The word "before" may appear in the records below. Report how many lines contain it, and write nothing besides the number.

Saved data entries
------------------------------------------------------------
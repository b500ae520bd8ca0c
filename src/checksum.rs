//! The boot0 word-sum checksum.
//!
//! Not a CRC: the format's integrity check is the wrapping sum of the
//! image interpreted as little-endian 32-bit words, seeded with a fixed
//! constant. The header stores the sum at byte offset 12, with that word
//! itself replaced by the seed while summing.

use crate::CHECKSUM_SEED;
use byteorder::{ByteOrder, LittleEndian};

/// Byte offset of the stored checksum word inside an image.
pub const CHECKSUM_WORD_OFFSET: usize = 12;

/// Wrapping sum of `buf` interpreted as little-endian u32 words.
///
/// The length must be a multiple of 4. Callers pad their buffers before
/// summing; this function never silently drops trailing bytes.
pub fn word_sum(buf: &[u8]) -> u32 {
    debug_assert_eq!(buf.len() % 4, 0);
    buf.chunks_exact(4)
        .fold(0u32, |sum, w| sum.wrapping_add(LittleEndian::read_u32(w)))
}

/// Result of re-verifying a stored image checksum.
#[derive(Debug, Clone, Copy, PartialEq, Eq)]
pub struct ChecksumReport {
    /// Stored and recomputed checksums agree.
    pub matches: bool,
    /// The checksum word embedded in the image.
    pub stored: u32,
    /// What the checksum should be for the current contents.
    pub computed: u32,
}

/// Recompute the checksum of a complete image and compare it against the
/// word stored at byte offset 12.
///
/// Images whose length is not a multiple of 4 have their trailing bytes
/// ignored here, matching what the loader sums.
pub fn verify(image: &[u8]) -> ChecksumReport {
    if image.len() < CHECKSUM_WORD_OFFSET + 4 {
        return ChecksumReport {
            matches: false,
            stored: 0,
            computed: CHECKSUM_SEED,
        };
    }

    let stored = LittleEndian::read_u32(&image[CHECKSUM_WORD_OFFSET..CHECKSUM_WORD_OFFSET + 4]);
    let body = &image[CHECKSUM_WORD_OFFSET + 4..];
    let body = &body[..body.len() & !3];

    let computed = word_sum(&image[..CHECKSUM_WORD_OFFSET])
        .wrapping_add(word_sum(body))
        .wrapping_add(CHECKSUM_SEED);

    ChecksumReport {
        matches: stored == computed,
        stored,
        computed,
    }
}

/// Overwrite the stored checksum word so that [`verify`] passes again.
///
/// Used after patching a boot0 binary in place. Buffers too short to
/// hold the checksum word are left alone, mirroring [`verify`].
pub fn refresh(image: &mut [u8]) {
    if image.len() < CHECKSUM_WORD_OFFSET + 4 {
        return;
    }
    LittleEndian::write_u32(
        &mut image[CHECKSUM_WORD_OFFSET..CHECKSUM_WORD_OFFSET + 4],
        CHECKSUM_SEED,
    );
    let trimmed = image.len() & !3;
    let sum = word_sum(&image[..trimmed]);
    LittleEndian::write_u32(&mut image[CHECKSUM_WORD_OFFSET..CHECKSUM_WORD_OFFSET + 4], sum);
}
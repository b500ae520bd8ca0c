//! Main entry point for the gen-part partition table generator

use boot0img::genpart::{self, NandTable, PartSpec};
use boot0img::VERSION;
use clap::Parser;
use std::io::{self, Write};

/// Command line arguments for gen-part
#[derive(Parser, Debug)]
#[command(name = "gen-part")]
#[command(version = VERSION)]
#[command(about = "Generate an Allwinner NAND-scheme partition table", long_about = None)]
struct Args {
    /// Global byte offset: primes sequential placement and is
    /// subtracted from absolute @addresses
    #[arg(short, long, default_value = "0")]
    offset: String,

    /// Partition specifications: name[@offset]+len, with k/m/g binary
    /// suffixes or s for 512-byte sectors
    #[arg(value_name = "SPEC", required = true)]
    specs: Vec<String>,
}

fn main() {
    let args = Args::parse();

    let mut specs = Vec::new();
    for arg in &args.specs {
        match PartSpec::parse(arg) {
            Some(spec) => specs.push(spec),
            None => eprintln!("missing length information"),
        }
    }

    let table = NandTable::from_specs(&specs, genpart::parse_size(&args.offset));

    let stdout = io::stdout();
    let mut out = stdout.lock();
    if let Err(e) = table.write_copies(&mut out).and_then(|()| out.flush()) {
        eprintln!("Error: {}", e);
        std::process::exit(5);
    }
}
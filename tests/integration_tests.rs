//! Integration tests for boot0img

use boot0img::checksum;
use boot0img::header::{DRAM_ENTRY, SRAM_ENTRY};
use boot0img::{
    Boot0ImageBuilder, Boot0ImgError, ImageHeader, OutputSink, BOOT0_OFFSET, HEADER_SIZE,
    SECTOR_SIZE, UBOOT_OFFSET_KB,
};
use byteorder::{ByteOrder, LittleEndian};
use std::fs;
use std::io::Write;
use std::path::Path;
use tempfile::{NamedTempFile, TempDir};

fn write_temp(data: &[u8]) -> NamedTempFile {
    let mut file = NamedTempFile::new().unwrap();
    file.write_all(data).unwrap();
    file.flush().unwrap();
    file
}

fn build_to(path: &Path, builder: Boot0ImageBuilder) -> boot0img::Result<Vec<u8>> {
    builder.quiet(true).write(OutputSink::create(path)?)?;
    Ok(fs::read(path).unwrap())
}

fn word_at(image: &[u8], index: usize) -> u32 {
    LittleEndian::read_u32(&image[index * 4..index * 4 + 4])
}

/// Smallest possible image: header plus an SRAM payload.
#[test]
fn test_sram_only_image() {
    let sram = write_temp(&[0x5Au8; 1000]);
    let dir = TempDir::new().unwrap();
    let out = dir.path().join("boot.img");

    let image = build_to(&out, Boot0ImageBuilder::new().sram(sram.path())).unwrap();

    // header + SRAM padded to a sector, cut at the true end of content
    assert_eq!(image.len(), HEADER_SIZE + 1024);
    assert!(checksum::verify(&image).matches);

    // SRAM section recorded right behind the header
    assert_eq!(word_at(&image, 0x140 + 8), HEADER_SIZE as u32);
    assert_eq!(word_at(&image, 0x140 + 9), 1024);
    // primary size is the content length, total is 0x4000-aligned
    assert_eq!(word_at(&image, 6), (HEADER_SIZE + 1024) as u32);
    assert_eq!(word_at(&image, 5), 0x4000);
    assert_eq!(&image[4..9], b"uboot");

    // payload follows unmodified, zero-padded
    assert_eq!(image[HEADER_SIZE], 0x5A);
    assert_eq!(image[HEADER_SIZE + 999], 0x5A);
    assert_eq!(image[HEADER_SIZE + 1000], 0);
}

/// A synthesized AArch64 trampoline occupies the DRAM section and shifts
/// the SRAM section behind it.
#[test]
fn test_trampoline_dram_image() {
    let sram = write_temp(&[0x11u8; 512]);
    let dir = TempDir::new().unwrap();
    let out = dir.path().join("boot.img");

    let image = build_to(
        &out,
        Boot0ImageBuilder::new()
            .dram("trampoline64:0x40000000")
            .sram(sram.path()),
    )
    .unwrap();

    assert_eq!(image.len(), HEADER_SIZE + 512 + 512);
    assert!(checksum::verify(&image).matches);

    // DRAM at 1536 for exactly one sector, SRAM immediately after
    assert_eq!(word_at(&image, 0x140 + 0), HEADER_SIZE as u32);
    assert_eq!(word_at(&image, 0x140 + 1), SECTOR_SIZE as u32);
    assert_eq!(word_at(&image, 0x140 + 8), (HEADER_SIZE + SECTOR_SIZE) as u32);
    assert_eq!(word_at(&image, 0x140 + 9), SECTOR_SIZE as u32);

    // the trampoline instructions land at the recorded offset
    let dram = &image[HEADER_SIZE..HEADER_SIZE + 16];
    assert_eq!(LittleEndian::read_u32(&dram[0..4]), 0x5800_0050);
    assert_eq!(LittleEndian::read_u32(&dram[4..8]), 0xD61F_0200);
    assert_eq!(LittleEndian::read_u32(&dram[8..12]), 0x4000_0000);
}

/// U-Boot rides between the header and the sections.
#[test]
fn test_uboot_image() {
    let uboot = write_temp(&[0xB0u8; 3000]);
    let sram = write_temp(&[0x22u8; 256]);
    let dir = TempDir::new().unwrap();
    let out = dir.path().join("boot.img");

    let image = build_to(
        &out,
        Boot0ImageBuilder::new().uboot(uboot.path()).sram(sram.path()),
    )
    .unwrap();

    // uboot padded to 3072; sections start behind header + uboot
    assert_eq!(image.len(), HEADER_SIZE + 3072 + 512);
    assert!(checksum::verify(&image).matches);
    assert_eq!(image[HEADER_SIZE], 0xB0);
    assert_eq!(word_at(&image, 0x140 + 8), (3072 + HEADER_SIZE) as u32);
    assert_eq!(image[HEADER_SIZE + 3072], 0x22);
}

/// With an embedded header the U-Boot binary carries the header region
/// itself and no separate header is emitted.
#[test]
fn test_embedded_header_image() {
    let mut uboot = vec![0u8; HEADER_SIZE + 700];
    // a pre-existing branch instruction the tool must not touch
    uboot[0..4].copy_from_slice(&0xEA00_0176u32.to_le_bytes());
    uboot[HEADER_SIZE..].fill(0xBB);
    let uboot_file = write_temp(&uboot);
    let sram = write_temp(&[0x33u8; 100]);
    let dir = TempDir::new().unwrap();
    let out = dir.path().join("boot.img");

    let image = build_to(
        &out,
        Boot0ImageBuilder::new()
            .uboot(uboot_file.path())
            .embedded_header(true)
            .sram(sram.path()),
    )
    .unwrap();

    // uboot (header included) padded to 2560, then one SRAM sector
    assert_eq!(image.len(), 2560 + 512);
    assert!(checksum::verify(&image).matches);
    assert_eq!(word_at(&image, 0), 0xEA00_0176);
    assert_eq!(&image[4..9], b"uboot");
    assert_eq!(image[HEADER_SIZE], 0xBB);
    // SRAM offset counts from the start of the U-Boot binary
    assert_eq!(word_at(&image, 0x140 + 8), 2560);
}

#[test]
fn test_embedded_header_requires_uboot() {
    let sram = write_temp(&[0u8; 64]);
    let err = Boot0ImageBuilder::new()
        .sram(sram.path())
        .embedded_header(true)
        .validate()
        .unwrap_err();
    assert!(matches!(err, Boot0ImgError::EmbeddedHeaderNeedsUboot));
}

/// A boot0 prefix turns the output into a raw SD image: boot0 at 8 KiB,
/// firmware blob at the legacy 19096 KiB offset.
#[test]
fn test_raw_sd_image_layout() {
    let boot0 = write_temp(&[0xC3u8; 2048]);
    let sram = write_temp(&[0x44u8; 128]);
    let dir = TempDir::new().unwrap();
    let out = dir.path().join("sd.img");

    let image = build_to(
        &out,
        Boot0ImageBuilder::new().boot0(boot0.path()).sram(sram.path()),
    )
    .unwrap();

    let firmware = UBOOT_OFFSET_KB * 1024;
    assert_eq!(image.len(), firmware + HEADER_SIZE + 512);

    // nothing before the boot0 carve-out, boot0 bytes inside it
    assert!(image[..BOOT0_OFFSET].iter().all(|&b| b == 0));
    assert_eq!(image[BOOT0_OFFSET], 0xC3);
    assert_eq!(image[BOOT0_OFFSET + 2047], 0xC3);
    assert!(image[BOOT0_OFFSET + 2048..firmware].iter().all(|&b| b == 0));

    // the firmware blob itself verifies in place
    assert_eq!(&image[firmware + 4..firmware + 9], b"uboot");
    assert!(checksum::verify(&image[firmware..]).matches);
}

/// The partition table precedes the boot0 prefix in sector 0.
#[test]
fn test_partition_table_prefix() {
    let boot0 = write_temp(&[0xC3u8; 512]);
    let sram = write_temp(&[0x55u8; 64]);
    let dir = TempDir::new().unwrap();
    let out = dir.path().join("sd.img");

    let image = build_to(
        &out,
        Boot0ImageBuilder::new()
            .boot0(boot0.path())
            .partition(boot0img::mbr::PartitionKind::Fat, 16)
            .sram(sram.path()),
    )
    .unwrap();

    assert_eq!(&image[510..512], &[0x55, 0xAA]);
    let entry = &image[446..462];
    assert_eq!(entry[0], 0x80);
    assert_eq!(entry[4], 0x0C);
    assert_eq!(LittleEndian::read_u32(&entry[8..12]), 2048);
    assert_eq!(LittleEndian::read_u32(&entry[12..16]), 16 * 2048);
    assert_eq!(image[BOOT0_OFFSET], 0xC3);
}

/// Thumb-2 movw halfwords loading `imm` into r1.
fn movw_r1(imm: u16) -> [u8; 4] {
    let hw1 = 0xF240 | ((imm >> 12) & 0xF) | (((imm >> 11) & 1) << 10);
    let hw2 = (((imm >> 8) & 0x7) << 12) | (1 << 8) | (imm & 0xFF);
    let mut bytes = [0u8; 4];
    LittleEndian::write_u16(&mut bytes[0..2], hw1);
    LittleEndian::write_u16(&mut bytes[2..4], hw2);
    bytes
}

/// A fake boot0 with the two firmware-offset load sites a real one has,
/// carrying a valid checksum.
fn fake_boot0(sector: u16) -> Vec<u8> {
    let mut buf = vec![0u8; 1024];
    buf[0x40..0x44].copy_from_slice(&movw_r1(sector));
    buf[0x80..0x84].copy_from_slice(&movw_r1(sector));
    checksum::refresh(&mut buf);
    buf
}

/// Patching moves the firmware blob right behind the boot0 carve-out
/// and rewrites both load sites, re-checksumming the boot0.
#[test]
fn test_patched_raw_sd_image() {
    let boot0 = write_temp(&fake_boot0(38192));
    let sram = write_temp(&[0x66u8; 64]);
    let dir = TempDir::new().unwrap();
    let out = dir.path().join("sd.img");

    let image = build_to(
        &out,
        Boot0ImageBuilder::new()
            .boot0(boot0.path())
            .patch_boot0(true)
            .sram(sram.path()),
    )
    .unwrap();

    // firmware right behind the 8 KiB + 32 KiB carve-out
    let firmware = BOOT0_OFFSET + boot0img::BOOT0_SIZE;
    assert_eq!(&image[firmware + 4..firmware + 9], b"uboot");
    assert!(checksum::verify(&image[firmware..]).matches);

    // both sites now load sector 80, and the boot0 checksum still holds
    let patched = &image[BOOT0_OFFSET..BOOT0_OFFSET + 1024];
    assert_eq!(&patched[0x40..0x44], &movw_r1(80));
    assert_eq!(&patched[0x80..0x84], &movw_r1(80));
    assert!(checksum::verify(patched).matches);
}

/// An unknown boot0 passes through byte-identical.
#[test]
fn test_patch_unknown_boot0_passthrough() {
    let pristine = fake_boot0(0x1234);
    let boot0 = write_temp(&pristine);
    let sram = write_temp(&[0x77u8; 64]);
    let dir = TempDir::new().unwrap();
    let out = dir.path().join("sd.img");

    let image = build_to(
        &out,
        Boot0ImageBuilder::new()
            .boot0(boot0.path())
            .patch_boot0(true)
            .sram(sram.path()),
    )
    .unwrap();

    assert_eq!(&image[BOOT0_OFFSET..BOOT0_OFFSET + 1024], &pristine[..]);
}

#[test]
fn test_oversized_boot0_rejected() {
    let boot0 = write_temp(&vec![0u8; boot0img::BOOT0_SIZE + 1]);
    let sram = write_temp(&[0u8; 64]);
    let dir = TempDir::new().unwrap();
    let out = dir.path().join("sd.img");

    let err = build_to(
        &out,
        Boot0ImageBuilder::new().boot0(boot0.path()).sram(sram.path()),
    )
    .unwrap_err();
    assert!(matches!(err, Boot0ImgError::Boot0TooBig { .. }));
    assert_eq!(err.exit_code(), 3);
}

/// The arisc rearrangement shows up in the final image: payload shifted
/// behind the vector area, reset vector populated.
#[test]
fn test_arisc_entry_image() {
    let sram = write_temp(&[0x88u8; 300]);
    let dir = TempDir::new().unwrap();
    let out = dir.path().join("boot.img");

    let image = build_to(
        &out,
        Boot0ImageBuilder::new().sram(sram.path()).arisc_entry(0x44008),
    )
    .unwrap();

    assert!(checksum::verify(&image).matches);
    let sram_off = HEADER_SIZE;
    // l.j to the entry, l.nop in the delay slot
    assert_eq!(word_at(&image, sram_off / 4 + 64), (0x44008 - 0x40100) / 4);
    assert_eq!(word_at(&image, sram_off / 4 + 65), 0x1500_0000);
    assert_eq!(image[sram_off + 0x4000], 0x88);
}

/// Tampering with any byte breaks checksum verification.
#[test]
fn test_tampered_image_fails_verification() {
    let sram = write_temp(&[0x99u8; 200]);
    let dir = TempDir::new().unwrap();
    let out = dir.path().join("boot.img");

    let mut image = build_to(&out, Boot0ImageBuilder::new().sram(sram.path())).unwrap();
    assert!(checksum::verify(&image).matches);

    image[HEADER_SIZE + 10] ^= 0x01;
    let report = checksum::verify(&image);
    assert!(!report.matches);
    assert_ne!(report.stored, report.computed);
}

/// All recorded offsets and sizes are sector multiples.
#[test]
fn test_alignment_invariants() {
    let dram = write_temp(&[1u8; 777]);
    let sram = write_temp(&[2u8; 333]);
    let dir = TempDir::new().unwrap();
    let out = dir.path().join("boot.img");

    let image = build_to(
        &out,
        Boot0ImageBuilder::new()
            .dram(dram.path().to_str().unwrap())
            .sram(sram.path()),
    )
    .unwrap();

    let header = ImageHeader::from_embedded(&image).unwrap();
    for entry in [DRAM_ENTRY, SRAM_ENTRY] {
        let (offset, size) = header.section_entry(entry);
        assert_eq!(offset % SECTOR_SIZE as u32, 0);
        assert_eq!(size % SECTOR_SIZE as u32, 0);
        assert_ne!(size, 0);
    }
    assert_eq!(word_at(&image, 5) % 0x4000, 0);
}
------------------------------------------------------------
→ Written response
2